• **Task to complete**
Print the lines of the data, starting with the first, up to and including the line where "pub struct TestServer" appears.

--- START ---

//! Route handlers
//!
//! All HTTP request handlers organized by domain.

pub mod auth;
pub mod health;
pub mod users;
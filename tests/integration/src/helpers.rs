//! Live server helpers
//!
//! Spawns the real application on an ephemeral port against PostgreSQL and
//! drives it with `reqwest`, carrying cookies between calls.

use std::net::SocketAddr;
use std::time::Duration;

use anyhow::Result;
use reqwest::header::{COOKIE, SET_COOKIE};
use reqwest::{Client, RequestBuilder, Response, StatusCode};
use serde::{de::DeserializeOwned, Serialize};
use tokengate_api::{create_app, create_app_state};
use tokengate_common::AppConfig;
use tokio::net::TcpListener;
use tokio::task::JoinHandle;

use crate::cookies::TestCookies;

/// Test server instance that manages lifecycle
pub struct TestServer {
    pub addr: SocketAddr,
    pub client: Client,
    pub cookies: TestCookies,
    _handle: JoinHandle<()>,
}

impl TestServer {
    /// Start a new test server
    pub async fn start() -> Result<Self> {
        Self::start_with_config(test_config()?).await
    }

    /// Start a test server with custom config
    pub async fn start_with_config(config: AppConfig) -> Result<Self> {
        let state = create_app_state(config).await?;
        let app = create_app(state);

        let listener = TcpListener::bind(SocketAddr::from(([127, 0, 0, 1], 0))).await?;
        let addr = listener.local_addr()?;

        let handle = tokio::spawn(async move {
            axum::serve(listener, app).await.ok();
        });

        let client = Client::builder()
            .timeout(Duration::from_secs(10))
            .build()?;

        Ok(Self {
            addr,
            client,
            cookies: TestCookies::new(),
            _handle: handle,
        })
    }

    /// Get base URL for the server
    pub fn base_url(&self) -> String {
        format!("http://{}", self.addr)
    }

    /// Make a GET request
    pub async fn get(&mut self, path: &str) -> Result<Response> {
        let request = self.client.get(format!("{}{}", self.base_url(), path));
        self.send(request).await
    }

    /// Make a POST request with JSON body
    pub async fn post<T: Serialize>(&mut self, path: &str, body: &T) -> Result<Response> {
        let request = self
            .client
            .post(format!("{}{}", self.base_url(), path))
            .json(body);
        self.send(request).await
    }

    /// Make a POST request without a body
    pub async fn post_empty(&mut self, path: &str) -> Result<Response> {
        let request = self.client.post(format!("{}{}", self.base_url(), path));
        self.send(request).await
    }

    async fn send(&mut self, mut request: RequestBuilder) -> Result<Response> {
        if let Some(cookie) = self.cookies.header() {
            request = request.header(COOKIE, cookie);
        }
        let response = request.send().await?;
        self.cookies.absorb(
            response
                .headers()
                .get_all(SET_COOKIE)
                .iter()
                .filter_map(|v| v.to_str().ok()),
        );
        Ok(response)
    }
}

/// Test configuration pointing at `DATABASE_URL`
pub fn test_config() -> Result<AppConfig> {
    dotenvy::dotenv().ok();

    let mut config = AppConfig::for_tests();
    config.database.url = std::env::var("DATABASE_URL")?;
    config
        .validate()
        .map_err(|e| anyhow::anyhow!("Config error: {}", e))?;
    Ok(config)
}

/// Helper to check if test environment is available
pub fn check_test_env() -> bool {
    dotenvy::dotenv().ok();
    if std::env::var("DATABASE_URL").is_err() {
        eprintln!("Skipping test: DATABASE_URL not set");
        return false;
    }
    true
}

/// Assert response status and parse JSON body
pub async fn assert_json<T: DeserializeOwned>(
    response: Response,
    expected_status: StatusCode,
) -> Result<T> {
    let status = response.status();
    if status != expected_status {
        let body = response.text().await?;
        anyhow::bail!(
            "Expected status {}, got {}. Body: {}",
            expected_status,
            status,
            body
        );
    }
    Ok(response.json().await?)
}

/// Assert response status without parsing body
pub async fn assert_status(response: Response, expected_status: StatusCode) -> Result<()> {
    let status = response.status();
    if status != expected_status {
        let body = response.text().await?;
        anyhow::bail!(
            "Expected status {}, got {}. Body: {}",
            expected_status,
            status,
            body
        );
    }
    Ok(())
}
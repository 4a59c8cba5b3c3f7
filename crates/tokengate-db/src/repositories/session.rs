//! PostgreSQL implementation of SessionStore

use async_trait::async_trait;
use chrono::{Duration, Utc};
use sqlx::PgPool;
use tokengate_core::traits::{RepoResult, SessionStore};
use tokengate_core::{DomainError, RefreshTokenRecord, UserId};
use tracing::{debug, instrument};

use crate::models::RefreshTokenModel;

use super::error::{map_db_error, map_unique_violation};

const TOKEN_COLUMNS: &str = "id, user_id, token, revoked, expires_at, created_at, updated_at";

/// PostgreSQL implementation of SessionStore
///
/// Token values are never logged; spans carry record and user ids only.
#[derive(Clone)]
pub struct PgSessionStore {
    pool: PgPool,
}

impl PgSessionStore {
    /// Create a new PgSessionStore
    pub fn new(pool: PgPool) -> Self {
        Self { pool }
    }
}

#[async_trait]
impl SessionStore for PgSessionStore {
    #[instrument(skip(self, token), fields(user_id = %user_id))]
    async fn create(
        &self,
        user_id: UserId,
        token: &str,
        ttl: Duration,
    ) -> RepoResult<RefreshTokenRecord> {
        let sql = format!(
            r"
            INSERT INTO refresh_tokens (user_id, token, expires_at)
            VALUES ($1, $2, $3)
            RETURNING {TOKEN_COLUMNS}
            "
        );
        let model = sqlx::query_as::<_, RefreshTokenModel>(&sql)
            .bind(user_id.into_inner())
            .bind(token)
            .bind(Utc::now() + ttl)
            .fetch_one(&self.pool)
            .await
            .map_err(|e| map_unique_violation(e, |_| DomainError::DuplicateRefreshToken))?;

        debug!(record_id = model.id, "Refresh token stored");
        Ok(model.into())
    }

    #[instrument(skip(self, token))]
    async fn find_by_token(&self, token: &str) -> RepoResult<Option<RefreshTokenRecord>> {
        let sql = format!("SELECT {TOKEN_COLUMNS} FROM refresh_tokens WHERE token = $1");
        let result = sqlx::query_as::<_, RefreshTokenModel>(&sql)
            .bind(token)
            .fetch_optional(&self.pool)
            .await
            .map_err(map_db_error)?;

        Ok(result.map(RefreshTokenRecord::from))
    }

    #[instrument(skip(self, token))]
    async fn revoke(&self, token: &str) -> RepoResult<bool> {
        let result = sqlx::query(
            r"
            UPDATE refresh_tokens
            SET revoked = TRUE, updated_at = NOW()
            WHERE token = $1 AND revoked = FALSE
            ",
        )
        .bind(token)
        .execute(&self.pool)
        .await
        .map_err(map_db_error)?;

        Ok(result.rows_affected() > 0)
    }

    #[instrument(skip(self, expected_token, new_token))]
    async fn rotate(
        &self,
        id: i64,
        expected_token: &str,
        new_token: &str,
        ttl: Duration,
    ) -> RepoResult<Option<RefreshTokenRecord>> {
        // Dropping `tx` without commit rolls back, including on cancellation
        let mut tx = self.pool.begin().await.map_err(map_db_error)?;

        // Row lock serializes concurrent rotations of the same record
        let locked_sql =
            format!("SELECT {TOKEN_COLUMNS} FROM refresh_tokens WHERE id = $1 FOR UPDATE");
        let current = sqlx::query_as::<_, RefreshTokenModel>(&locked_sql)
            .bind(id)
            .fetch_optional(&mut *tx)
            .await
            .map_err(map_db_error)?;

        let Some(current) = current else {
            debug!("Rotation target no longer exists");
            return Ok(None);
        };
        if current.revoked || current.token != expected_token {
            debug!(revoked = current.revoked, "Rotation guard failed");
            return Ok(None);
        }

        let update_sql = format!(
            r"
            UPDATE refresh_tokens
            SET token = $2, expires_at = $3, updated_at = NOW()
            WHERE id = $1
            RETURNING {TOKEN_COLUMNS}
            "
        );
        let updated = sqlx::query_as::<_, RefreshTokenModel>(&update_sql)
            .bind(id)
            .bind(new_token)
            .bind(Utc::now() + ttl)
            .fetch_one(&mut *tx)
            .await
            .map_err(|e| map_unique_violation(e, |_| DomainError::DuplicateRefreshToken))?;

        tx.commit().await.map_err(map_db_error)?;

        Ok(Some(updated.into()))
    }

    #[instrument(skip(self))]
    async fn count_for_user(&self, user_id: UserId) -> RepoResult<i64> {
        sqlx::query_scalar::<_, i64>(
            r"
            SELECT COUNT(*) FROM refresh_tokens WHERE user_id = $1
            ",
        )
        .bind(user_id.into_inner())
        .fetch_one(&self.pool)
        .await
        .map_err(map_db_error)
    }
}
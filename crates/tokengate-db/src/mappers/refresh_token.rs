//! Refresh token model -> entity mapper

use tokengate_core::{RefreshTokenRecord, UserId};

use crate::models::RefreshTokenModel;

impl From<RefreshTokenModel> for RefreshTokenRecord {
    fn from(model: RefreshTokenModel) -> Self {
        RefreshTokenRecord {
            id: model.id,
            user_id: UserId::new(model.user_id),
            token: model.token,
            revoked: model.revoked,
            expires_at: model.expires_at,
            created_at: model.created_at,
            updated_at: model.updated_at,
        }
    }
}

--- END ---

• **Task response**
//! Route handlers
//!
//! All HTTP request handlers organized by domain.

pub mod auth;
pub mod health;
pub mod users;
filename tests/integration/src/helpers.rs
//! Live server helpers
//!
//! Spawns the real application on an ephemeral port against PostgreSQL and
//! drives it with `reqwest`, carrying cookies between calls.

use std::net::SocketAddr;
use std::time::Duration;

use anyhow::Result;
use reqwest::header::{COOKIE, SET_COOKIE};
use reqwest::{Client, RequestBuilder, Response, StatusCode};
use serde::{de::DeserializeOwned, Serialize};
use tokengate_api::{create_app, create_app_state};
use tokengate_common::AppConfig;
use tokio::net::TcpListener;
use tokio::task::JoinHandle;

use crate::cookies::TestCookies;

/// Test server instance that manages lifecycle
pub struct TestServer {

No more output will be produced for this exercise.